#### To do:
Down to the final line, return the records unchanged.

● ● ●

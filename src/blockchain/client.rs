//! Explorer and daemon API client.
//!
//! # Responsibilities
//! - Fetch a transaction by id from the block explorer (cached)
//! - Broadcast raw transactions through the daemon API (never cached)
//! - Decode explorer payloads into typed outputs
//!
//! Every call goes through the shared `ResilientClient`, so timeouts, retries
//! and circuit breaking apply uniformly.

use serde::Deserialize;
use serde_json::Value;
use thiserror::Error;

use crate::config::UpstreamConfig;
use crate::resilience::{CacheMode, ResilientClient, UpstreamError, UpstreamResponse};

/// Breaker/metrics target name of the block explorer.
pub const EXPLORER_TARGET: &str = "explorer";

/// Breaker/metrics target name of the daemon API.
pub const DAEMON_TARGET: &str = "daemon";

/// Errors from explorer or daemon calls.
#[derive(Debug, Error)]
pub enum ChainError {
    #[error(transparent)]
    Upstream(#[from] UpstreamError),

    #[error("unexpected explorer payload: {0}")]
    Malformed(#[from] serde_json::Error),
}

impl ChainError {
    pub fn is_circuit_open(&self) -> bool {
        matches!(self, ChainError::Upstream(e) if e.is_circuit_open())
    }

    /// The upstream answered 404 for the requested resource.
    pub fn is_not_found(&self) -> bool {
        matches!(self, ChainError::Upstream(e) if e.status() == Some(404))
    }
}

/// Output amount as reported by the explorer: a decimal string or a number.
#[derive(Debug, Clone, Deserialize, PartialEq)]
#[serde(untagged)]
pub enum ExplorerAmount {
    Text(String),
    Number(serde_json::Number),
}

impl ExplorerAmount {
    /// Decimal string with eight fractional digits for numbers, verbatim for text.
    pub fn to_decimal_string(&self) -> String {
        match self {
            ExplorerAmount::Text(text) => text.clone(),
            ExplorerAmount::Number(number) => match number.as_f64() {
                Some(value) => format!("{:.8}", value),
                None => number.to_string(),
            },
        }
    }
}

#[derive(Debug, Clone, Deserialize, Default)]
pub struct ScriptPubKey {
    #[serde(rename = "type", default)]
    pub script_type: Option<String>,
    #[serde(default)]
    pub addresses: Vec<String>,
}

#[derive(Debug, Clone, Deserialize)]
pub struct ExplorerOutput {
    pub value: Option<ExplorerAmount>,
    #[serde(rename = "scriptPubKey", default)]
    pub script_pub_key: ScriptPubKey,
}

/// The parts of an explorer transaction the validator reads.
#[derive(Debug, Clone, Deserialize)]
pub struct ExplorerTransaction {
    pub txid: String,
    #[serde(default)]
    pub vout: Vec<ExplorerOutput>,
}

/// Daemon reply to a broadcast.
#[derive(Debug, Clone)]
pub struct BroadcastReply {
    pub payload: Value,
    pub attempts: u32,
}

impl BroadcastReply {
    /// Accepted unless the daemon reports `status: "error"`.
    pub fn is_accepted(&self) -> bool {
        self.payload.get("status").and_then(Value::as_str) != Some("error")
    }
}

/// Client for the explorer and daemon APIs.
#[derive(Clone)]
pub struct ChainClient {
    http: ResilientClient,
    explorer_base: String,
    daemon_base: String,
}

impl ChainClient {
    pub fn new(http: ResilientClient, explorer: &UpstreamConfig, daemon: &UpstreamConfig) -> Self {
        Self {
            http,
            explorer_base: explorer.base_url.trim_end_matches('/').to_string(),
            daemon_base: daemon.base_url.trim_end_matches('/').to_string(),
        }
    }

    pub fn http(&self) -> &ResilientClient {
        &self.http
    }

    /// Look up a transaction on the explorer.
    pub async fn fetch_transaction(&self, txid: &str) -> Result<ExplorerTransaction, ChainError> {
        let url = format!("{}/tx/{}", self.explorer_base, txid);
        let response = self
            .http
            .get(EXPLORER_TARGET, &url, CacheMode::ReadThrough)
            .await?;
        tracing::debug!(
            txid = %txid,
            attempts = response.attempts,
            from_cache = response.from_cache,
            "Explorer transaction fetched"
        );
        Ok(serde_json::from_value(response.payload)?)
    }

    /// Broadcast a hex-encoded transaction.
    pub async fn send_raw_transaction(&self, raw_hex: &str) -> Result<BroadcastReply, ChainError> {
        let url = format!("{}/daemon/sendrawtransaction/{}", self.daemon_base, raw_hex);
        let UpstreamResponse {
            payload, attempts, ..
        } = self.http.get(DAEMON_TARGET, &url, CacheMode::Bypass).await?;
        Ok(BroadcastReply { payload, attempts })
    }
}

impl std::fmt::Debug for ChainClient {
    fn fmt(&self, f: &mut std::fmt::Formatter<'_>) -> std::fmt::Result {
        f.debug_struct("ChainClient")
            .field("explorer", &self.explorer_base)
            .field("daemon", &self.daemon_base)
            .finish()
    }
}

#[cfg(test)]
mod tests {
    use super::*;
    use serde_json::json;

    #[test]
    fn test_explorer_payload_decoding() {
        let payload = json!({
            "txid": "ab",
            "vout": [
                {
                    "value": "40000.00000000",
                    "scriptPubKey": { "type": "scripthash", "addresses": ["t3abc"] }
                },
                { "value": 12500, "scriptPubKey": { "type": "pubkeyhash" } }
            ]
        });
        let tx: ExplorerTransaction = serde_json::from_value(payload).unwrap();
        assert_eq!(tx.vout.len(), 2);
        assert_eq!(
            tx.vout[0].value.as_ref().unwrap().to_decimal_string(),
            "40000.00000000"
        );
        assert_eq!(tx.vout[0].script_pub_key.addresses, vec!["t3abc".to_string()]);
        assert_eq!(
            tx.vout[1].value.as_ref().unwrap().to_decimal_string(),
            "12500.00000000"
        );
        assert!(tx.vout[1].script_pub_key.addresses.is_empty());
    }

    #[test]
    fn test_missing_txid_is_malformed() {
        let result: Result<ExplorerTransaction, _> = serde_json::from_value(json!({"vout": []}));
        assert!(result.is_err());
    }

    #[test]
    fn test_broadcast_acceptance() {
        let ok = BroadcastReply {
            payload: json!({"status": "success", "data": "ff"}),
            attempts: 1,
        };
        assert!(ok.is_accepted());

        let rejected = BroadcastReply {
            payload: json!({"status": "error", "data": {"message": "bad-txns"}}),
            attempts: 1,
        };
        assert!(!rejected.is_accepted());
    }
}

● ● ●

#### Answer section:
filename src/blockchain/client.rs
//! Explorer and daemon API client.
//!
//! # Responsibilities
//! - Fetch a transaction by id from the block explorer (cached)
//! - Broadcast raw transactions through the daemon API (never cached)
//! - Decode explorer payloads into typed outputs
//!
//! Every call goes through the shared `ResilientClient`, so timeouts, retries
//! and circuit breaking apply uniformly.

use serde::Deserialize;
use serde_json::Value;
use thiserror::Error;

use crate::config::UpstreamConfig;
use crate::resilience::{CacheMode, ResilientClient, UpstreamError, UpstreamResponse};

/// Breaker/metrics target name of the block explorer.
pub const EXPLORER_TARGET: &str = "explorer";

/// Breaker/metrics target name of the daemon API.
pub const DAEMON_TARGET: &str = "daemon";

/// Errors from explorer or daemon calls.
#[derive(Debug, Error)]
pub enum ChainError {
    #[error(transparent)]
    Upstream(#[from] UpstreamError),

    #[error("unexpected explorer payload: {0}")]
    Malformed(#[from] serde_json::Error),
}

impl ChainError {
    pub fn is_circuit_open(&self) -> bool {
        matches!(self, ChainError::Upstream(e) if e.is_circuit_open())
    }

    /// The upstream answered 404 for the requested resource.
    pub fn is_not_found(&self) -> bool {
        matches!(self, ChainError::Upstream(e) if e.status() == Some(404))
    }
}

/// Output amount as reported by the explorer: a decimal string or a number.
#[derive(Debug, Clone, Deserialize, PartialEq)]
#[serde(untagged)]
pub enum ExplorerAmount {
    Text(String),
    Number(serde_json::Number),
}

impl ExplorerAmount {
    /// Decimal string with eight fractional digits for numbers, verbatim for text.
    pub fn to_decimal_string(&self) -> String {
        match self {
            ExplorerAmount::Text(text) => text.clone(),
            ExplorerAmount::Number(number) => match number.as_f64() {
                Some(value) => format!("{:.8}", value),
                None => number.to_string(),
            },
        }
    }
}

#[derive(Debug, Clone, Deserialize, Default)]
pub struct ScriptPubKey {
    #[serde(rename = "type", default)]
    pub script_type: Option<String>,
    #[serde(default)]
    pub addresses: Vec<String>,
}

#[derive(Debug, Clone, Deserialize)]
pub struct ExplorerOutput {
    pub value: Option<ExplorerAmount>,
    #[serde(rename = "scriptPubKey", default)]
    pub script_pub_key: ScriptPubKey,
}

/// The parts of an explorer transaction the validator reads.
#[derive(Debug, Clone, Deserialize)]
pub struct ExplorerTransaction {
    pub txid: String,
    #[serde(default)]
    pub vout: Vec<ExplorerOutput>,
}

/// Daemon reply to a broadcast.
#[derive(Debug, Clone)]
pub struct BroadcastReply {
    pub payload: Value,
    pub attempts: u32,
}

impl BroadcastReply {
    /// Accepted unless the daemon reports `status: "error"`.
    pub fn is_accepted(&self) -> bool {
        self.payload.get("status").and_then(Value::as_str) != Some("error")
    }
}

/// Client for the explorer and daemon APIs.
#[derive(Clone)]
pub struct ChainClient {
    http: ResilientClient,
    explorer_base: String,
    daemon_base: String,
}

impl ChainClient {
    pub fn new(http: ResilientClient, explorer: &UpstreamConfig, daemon: &UpstreamConfig) -> Self {
        Self {
            http,
            explorer_base: explorer.base_url.trim_end_matches('/').to_string(),
            daemon_base: daemon.base_url.trim_end_matches('/').to_string(),
        }
    }

    pub fn http(&self) -> &ResilientClient {
        &self.http
    }

    /// Look up a transaction on the explorer.
    pub async fn fetch_transaction(&self, txid: &str) -> Result<ExplorerTransaction, ChainError> {
        let url = format!("{}/tx/{}", self.explorer_base, txid);
        let response = self
            .http
            .get(EXPLORER_TARGET, &url, CacheMode::ReadThrough)
            .await?;
        tracing::debug!(
            txid = %txid,
            attempts = response.attempts,
            from_cache = response.from_cache,
            "Explorer transaction fetched"
        );
        Ok(serde_json::from_value(response.payload)?)
    }

    /// Broadcast a hex-encoded transaction.
    pub async fn send_raw_transaction(&self, raw_hex: &str) -> Result<BroadcastReply, ChainError> {
        let url = format!("{}/daemon/sendrawtransaction/{}", self.daemon_base, raw_hex);
        let UpstreamResponse {
            payload, attempts, ..
        } = self.http.get(DAEMON_TARGET, &url, CacheMode::Bypass).await?;
        Ok(BroadcastReply { payload, attempts })
    }
}

impl std::fmt::Debug for ChainClient {
    fn fmt(&self, f: &mut std::fmt::Formatter<'_>) -> std::fmt::Result {
        f.debug_struct("ChainClient")
            .field("explorer", &self.explorer_base)
            .field("daemon", &self.daemon_base)
            .finish()
    }
}

#[cfg(test)]
mod tests {
    use super::*;
    use serde_json::json;

    #[test]
    fn test_explorer_payload_decoding() {
        let payload = json!({
            "txid": "ab",
            "vout": [
                {
                    "value": "40000.00000000",
                    "scriptPubKey": { "type": "scripthash", "addresses": ["t3abc"] }
                },
                { "value": 12500, "scriptPubKey": { "type": "pubkeyhash" } }
            ]
        });
        let tx: ExplorerTransaction = serde_json::from_value(payload).unwrap();
        assert_eq!(tx.vout.len(), 2);
        assert_eq!(
            tx.vout[0].value.as_ref().unwrap().to_decimal_string(),
            "40000.00000000"
        );
        assert_eq!(tx.vout[0].script_pub_key.addresses, vec!["t3abc".to_string()]);
        assert_eq!(
            tx.vout[1].value.as_ref().unwrap().to_decimal_string(),
            "12500.00000000"
        );
        assert!(tx.vout[1].script_pub_key.addresses.is_empty());
    }

    #[test]
    fn test_missing_txid_is_malformed() {
        let result: Result<ExplorerTransaction, _> = serde_json::from_value(json!({"vout": []}));
        assert!(result.is_err());
    }

    #[test]
    fn test_broadcast_acceptance() {
        let ok = BroadcastReply {
            payload: json!({"status": "success", "data": "ff"}),
            attempts: 1,
        };
        assert!(ok.is_accepted());

        let rejected = BroadcastReply {
            payload: json!({"status": "error", "data": {"message": "bad-txns"}}),
            attempts: 1,
        };
        assert!(!rejected.is_accepted());
    }
}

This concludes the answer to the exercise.